- [Dataset excerpts]

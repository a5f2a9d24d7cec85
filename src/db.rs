//! SQLite connection and schema management for persisted state.
//!
//! - Connection pool management
//! - WAL mode for concurrent reads
//! - Embedded migrations from `migrations/`
//!
//! # Example
//!
//! ```no_run
//! use ghfetch_core::Database;
//! use std::path::Path;
//!
//! # async fn example() -> Result<(), Box<dyn std::error::Error>> {
//! let db = Database::new(Path::new("state.db")).await?;
//! # Ok(())
//! # }
//! ```

use std::path::Path;

use sqlx::sqlite::{SqliteConnectOptions, SqlitePool, SqlitePoolOptions};
use thiserror::Error;
use tracing::{debug, instrument};

/// Kept low for SQLite since it uses file-level locking.
const DEFAULT_MAX_CONNECTIONS: u32 = 5;

/// Connections wait this long before returning `SQLITE_BUSY`.
const BUSY_TIMEOUT_MS: u32 = 5000;

/// Database-related errors.
#[derive(Error, Debug)]
pub enum DbError {
    /// Failed to connect to the database.
    #[error("failed to connect to database: {0}")]
    Connection(#[from] sqlx::Error),

    /// Failed to run migrations.
    #[error("failed to run migrations: {0}")]
    Migration(#[from] sqlx::migrate::MigrateError),

    /// The parent directory of the database file could not be created.
    #[error("failed to create database directory {path}: {source}")]
    Directory {
        /// Directory that could not be created.
        path: String,
        /// The underlying IO error.
        #[source]
        source: std::io::Error,
    },
}

/// Database connection wrapper with connection pool.
#[derive(Debug, Clone)]
pub struct Database {
    pool: SqlitePool,
}

impl Database {
    /// Opens (creating if needed) the database at `db_path`, enables WAL and
    /// runs pending migrations.
    ///
    /// # Errors
    ///
    /// Returns [`DbError::Directory`] if the parent directory cannot be created,
    /// [`DbError::Connection`] if the connection fails, or
    /// [`DbError::Migration`] if migrations fail.
    #[instrument(skip(db_path), fields(path = %db_path.display()))]
    pub async fn new(db_path: &Path) -> Result<Self, DbError> {
        if let Some(parent) = db_path.parent()
            && !parent.as_os_str().is_empty()
        {
            std::fs::create_dir_all(parent).map_err(|source| DbError::Directory {
                path: parent.display().to_string(),
                source,
            })?;
        }

        let options = SqliteConnectOptions::new()
            .filename(db_path)
            .create_if_missing(true);

        let pool = SqlitePoolOptions::new()
            .max_connections(DEFAULT_MAX_CONNECTIONS)
            .connect_with(options)
            .await?;

        sqlx::query("PRAGMA journal_mode=WAL")
            .execute(&pool)
            .await?;
        sqlx::query(&format!("PRAGMA busy_timeout={BUSY_TIMEOUT_MS}"))
            .execute(&pool)
            .await?;

        sqlx::migrate!("./migrations").run(&pool).await?;
        debug!("database ready");

        Ok(Self { pool })
    }

    /// Creates an in-memory database for testing.
    ///
    /// WAL mode is not enabled; it provides no benefit in memory.
    ///
    /// # Errors
    ///
    /// Returns [`DbError::Connection`] if the connection fails,
    /// or [`DbError::Migration`] if migrations fail.
    #[instrument]
    pub async fn new_in_memory() -> Result<Self, DbError> {
        let pool = SqlitePoolOptions::new()
            .max_connections(1)
            .connect("sqlite::memory:")
            .await?;

        sqlx::migrate!("./migrations").run(&pool).await?;

        Ok(Self { pool })
    }

    /// Returns a reference to the underlying connection pool.
    #[must_use]
    pub fn pool(&self) -> &SqlitePool {
        &self.pool
    }

    /// Checks if WAL mode is enabled.
    ///
    /// # Errors
    ///
    /// Returns [`DbError::Connection`] if the query fails.
    #[instrument(skip(self))]
    pub async fn is_wal_enabled(&self) -> Result<bool, DbError> {
        let result: (String,) = sqlx::query_as("PRAGMA journal_mode")
            .fetch_one(&self.pool)
            .await?;

        Ok(result.0.eq_ignore_ascii_case("wal"))
    }

    /// Closes all pooled connections. The instance must not be used afterwards.
    #[instrument(skip(self))]
    pub async fn close(self) {
        self.pool.close().await;
    }
}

- [What is needed] Scan the data above. Return every line with "source" in it.

- [Answer to this problem]
    #[error("failed to create database directory {path}: {source}")]
        #[source]
        source: std::io::Error,
            std::fs::create_dir_all(parent).map_err(|source| DbError::Directory {
                source,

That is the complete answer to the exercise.